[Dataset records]
● ● ● ● ●
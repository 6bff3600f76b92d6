//! Every Graph resource freetime reads, as one tagged enum.
//!
//! Each [`QueryKind`] variant knows its endpoint, how to build the request
//! and how to turn the answer into a typed [`QueryOutput`]. A 404 from the
//! service maps to the variant's empty output.

use chrono::NaiveDateTime;
use serde::{Deserialize, Serialize};
use serde_json::Value;
use tracing::debug;

use freetime_core::{AvailabilityGrid, ME, TimeWindow, is_me};

use crate::error::{GraphError, GraphResult};
use crate::request::{FetchResponse, RequestSpec};
use crate::schedule::{ApiDateTimeZone, AvailabilityQuery};

const QUERY_DATE_TIME_FORMAT: &str = "%Y-%m-%dT%H:%M:%S";

/// Path prefix for the organizer: `me`, or `users/{id}` percent-encoded.
pub fn subject_path(organizer: &str) -> GraphResult<String> {
    let organizer = organizer.trim();
    if organizer.is_empty() {
        return Err(GraphError::invalid_query("organizer identifier is empty"));
    }
    if is_me(organizer) {
        return Ok(ME.to_string());
    }
    Ok(format!("users/{}", urlencoding::encode(organizer)))
}

/// A remote resource and its parameters.
#[derive(Debug, Clone, PartialEq, Eq)]
pub enum QueryKind {
    /// `GET {subject}`
    Profile,
    /// `GET {subject}/people`
    People { top: u32 },
    /// `GET {subject}/calendarView`
    CalendarView { window: TimeWindow, top: u32 },
    /// `POST {subject}/calendar/getSchedule`
    Schedule(AvailabilityQuery),
}

/// Typed result of a [`QueryKind`].
#[derive(Debug, Clone, PartialEq)]
pub enum QueryOutput {
    Profile(Option<UserProfile>),
    People(Vec<Person>),
    Events(Vec<CalendarEvent>),
    Schedule(AvailabilityGrid),
}

impl QueryKind {
    /// Short name used in logs and errors.
    pub fn name(&self) -> &'static str {
        match self {
            Self::Profile => "profile",
            Self::People { .. } => "people",
            Self::CalendarView { .. } => "calendar_view",
            Self::Schedule(_) => "schedule",
        }
    }

    /// Builds the request for `organizer`, answered in `timezone`.
    pub fn request(&self, organizer: &str, timezone: &str) -> GraphResult<RequestSpec> {
        let subject = subject_path(organizer)?;
        let spec = match self {
            Self::Profile => RequestSpec::get(subject, timezone),
            Self::People { top } => RequestSpec::get(format!("{}/people", subject), timezone)
                .with_query("$top", top.to_string()),
            Self::CalendarView { window, top } => {
                RequestSpec::get(format!("{}/calendarView", subject), timezone)
                    .with_query(
                        "startDateTime",
                        window.start.format(QUERY_DATE_TIME_FORMAT).to_string(),
                    )
                    .with_query(
                        "endDateTime",
                        window.end.format(QUERY_DATE_TIME_FORMAT).to_string(),
                    )
                    .with_query("$top", top.to_string())
            }
            Self::Schedule(query) => {
                let body = serde_json::to_value(query.body(timezone)).map_err(|e| {
                    GraphError::invalid_query(format!("failed to encode schedule request: {}", e))
                })?;
                RequestSpec::post(format!("{}/calendar/getSchedule", subject), body, timezone)
            }
        };
        Ok(spec)
    }

    /// Output used when the service reports the resource as absent.
    pub fn empty_output(&self) -> QueryOutput {
        match self {
            Self::Profile => QueryOutput::Profile(None),
            Self::People { .. } => QueryOutput::People(Vec::new()),
            Self::CalendarView { .. } => QueryOutput::Events(Vec::new()),
            Self::Schedule(_) => QueryOutput::Schedule(AvailabilityGrid::new()),
        }
    }

    /// Turns a fetch result into this kind's output.
    pub fn parse(&self, response: FetchResponse) -> GraphResult<QueryOutput> {
        let value = match response {
            FetchResponse::NotFound => {
                debug!(query = self.name(), "resource not found, returning empty output");
                return Ok(self.empty_output());
            }
            FetchResponse::Found(value) => value,
        };

        match self {
            Self::Profile => {
                let user: ApiUser = decode(value, self.name())?;
                Ok(QueryOutput::Profile(Some(user.into())))
            }
            Self::People { .. } => {
                let list: ApiList<ApiPerson> = decode(value, self.name())?;
                let mut people: Vec<Person> = list.value.into_iter().map(Person::from).collect();
                people.sort_by(|a, b| {
                    (a.surname.is_none(), &a.surname).cmp(&(b.surname.is_none(), &b.surname))
                });
                Ok(QueryOutput::People(people))
            }
            Self::CalendarView { .. } => {
                let list: ApiList<ApiEvent> = decode(value, self.name())?;
                let mut events = list
                    .value
                    .into_iter()
                    .map(CalendarEvent::try_from)
                    .collect::<GraphResult<Vec<_>>>()?;
                events.sort_by_key(|e| e.start);
                Ok(QueryOutput::Events(events))
            }
            Self::Schedule(query) => Ok(QueryOutput::Schedule(query.parse(value)?)),
        }
    }
}

impl QueryOutput {
    pub fn into_profile(self) -> Option<Option<UserProfile>> {
        match self {
            Self::Profile(profile) => Some(profile),
            _ => None,
        }
    }

    pub fn into_people(self) -> Option<Vec<Person>> {
        match self {
            Self::People(people) => Some(people),
            _ => None,
        }
    }

    pub fn into_events(self) -> Option<Vec<CalendarEvent>> {
        match self {
            Self::Events(events) => Some(events),
            _ => None,
        }
    }

    pub fn into_schedule(self) -> Option<AvailabilityGrid> {
        match self {
            Self::Schedule(grid) => Some(grid),
            _ => None,
        }
    }
}

fn decode<T: serde::de::DeserializeOwned>(value: Value, query: &str) -> GraphResult<T> {
    serde_json::from_value(value)
        .map_err(|e| GraphError::malformed(format!("invalid {} response: {}", query, e)))
}

/// The signed-in user or a looked-up user.
#[derive(Debug, Clone, PartialEq, Eq, Serialize)]
pub struct UserProfile {
    pub id: String,
    pub display_name: Option<String>,
    pub mail: Option<String>,
    pub mobile_phone: Option<String>,
    pub office_location: Option<String>,
    pub job_title: Option<String>,
}

/// A person relevant to the subject, from the people API.
#[derive(Debug, Clone, PartialEq, Eq, Serialize)]
pub struct Person {
    pub id: String,
    pub display_name: Option<String>,
    pub given_name: Option<String>,
    pub surname: Option<String>,
    pub user_principal_name: Option<String>,
    pub company_name: Option<String>,
}

/// A calendar entry from the calendar view.
#[derive(Debug, Clone, PartialEq, Eq, Serialize)]
pub struct CalendarEvent {
    pub subject: String,
    pub start: NaiveDateTime,
    pub end: NaiveDateTime,
    pub is_all_day: bool,
    pub is_cancelled: bool,
    pub is_organizer: bool,
    pub locations: Vec<String>,
    pub attendees: Vec<String>,
    pub organizer: Option<String>,
    pub web_link: Option<String>,
    pub online_meeting_url: Option<String>,
}

#[derive(Debug, Deserialize)]
struct ApiList<T> {
    #[serde(default = "Vec::new")]
    value: Vec<T>,
}

#[derive(Debug, Deserialize)]
#[serde(rename_all = "camelCase")]
struct ApiUser {
    #[serde(default)]
    id: String,
    display_name: Option<String>,
    mail: Option<String>,
    mobile_phone: Option<String>,
    office_location: Option<String>,
    job_title: Option<String>,
}

impl From<ApiUser> for UserProfile {
    fn from(user: ApiUser) -> Self {
        Self {
            id: user.id,
            display_name: user.display_name,
            mail: user.mail,
            mobile_phone: user.mobile_phone,
            office_location: user.office_location,
            job_title: user.job_title,
        }
    }
}

#[derive(Debug, Deserialize)]
#[serde(rename_all = "camelCase")]
struct ApiPerson {
    #[serde(default)]
    id: String,
    display_name: Option<String>,
    given_name: Option<String>,
    surname: Option<String>,
    user_principal_name: Option<String>,
    company_name: Option<String>,
}

impl From<ApiPerson> for Person {
    fn from(person: ApiPerson) -> Self {
        Self {
            id: person.id,
            display_name: person.display_name,
            given_name: person.given_name,
            surname: person.surname,
            user_principal_name: person.user_principal_name,
            company_name: person.company_name,
        }
    }
}

#[derive(Debug, Deserialize)]
#[serde(rename_all = "camelCase")]
struct ApiEvent {
    subject: Option<String>,
    start: ApiDateTimeZone,
    end: ApiDateTimeZone,
    #[serde(default)]
    is_all_day: bool,
    #[serde(default)]
    is_cancelled: bool,
    #[serde(default)]
    is_organizer: bool,
    #[serde(default)]
    locations: Vec<ApiLocation>,
    #[serde(default)]
    attendees: Vec<ApiRecipient>,
    organizer: Option<ApiRecipient>,
    web_link: Option<String>,
    online_meeting_url: Option<String>,
}

#[derive(Debug, Deserialize)]
#[serde(rename_all = "camelCase")]
struct ApiLocation {
    display_name: Option<String>,
}

#[derive(Debug, Deserialize)]
#[serde(rename_all = "camelCase")]
struct ApiRecipient {
    email_address: ApiEmailAddress,
}

#[derive(Debug, Deserialize)]
struct ApiEmailAddress {
    name: Option<String>,
    address: Option<String>,
}

impl ApiRecipient {
    fn label(self) -> Option<String> {
        self.email_address.name.or(self.email_address.address)
    }
}

impl TryFrom<ApiEvent> for CalendarEvent {
    type Error = GraphError;

    fn try_from(event: ApiEvent) -> GraphResult<Self> {
        Ok(Self {
            subject: event.subject.unwrap_or_default(),
            start: parse_date_time(&event.start.date_time)?,
            end: parse_date_time(&event.end.date_time)?,
            is_all_day: event.is_all_day,
            is_cancelled: event.is_cancelled,
            is_organizer: event.is_organizer,
            locations: event
                .locations
                .into_iter()
                .filter_map(|l| l.display_name)
                .filter(|l| !l.is_empty())
                .collect(),
            attendees: event
                .attendees
                .into_iter()
                .filter_map(ApiRecipient::label)
                .collect(),
            organizer: event.organizer.and_then(ApiRecipient::label),
            web_link: event.web_link,
            online_meeting_url: event.online_meeting_url,
        })
    }
}

/// Graph sends up to seven fractional digits (`2025-02-05T09:00:00.0000000`).
fn parse_date_time(raw: &str) -> GraphResult<NaiveDateTime> {
    NaiveDateTime::parse_from_str(raw, "%Y-%m-%dT%H:%M:%S%.f")
        .map_err(|e| GraphError::malformed(format!("invalid dateTime '{}': {}", raw, e)))
}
● ● ● ● ●
▸ ASSIGNED TASK
Above are the records. How many of their lines hold "QueryKind"? Answer with the number alone.

▸ YOUR SOLUTION
4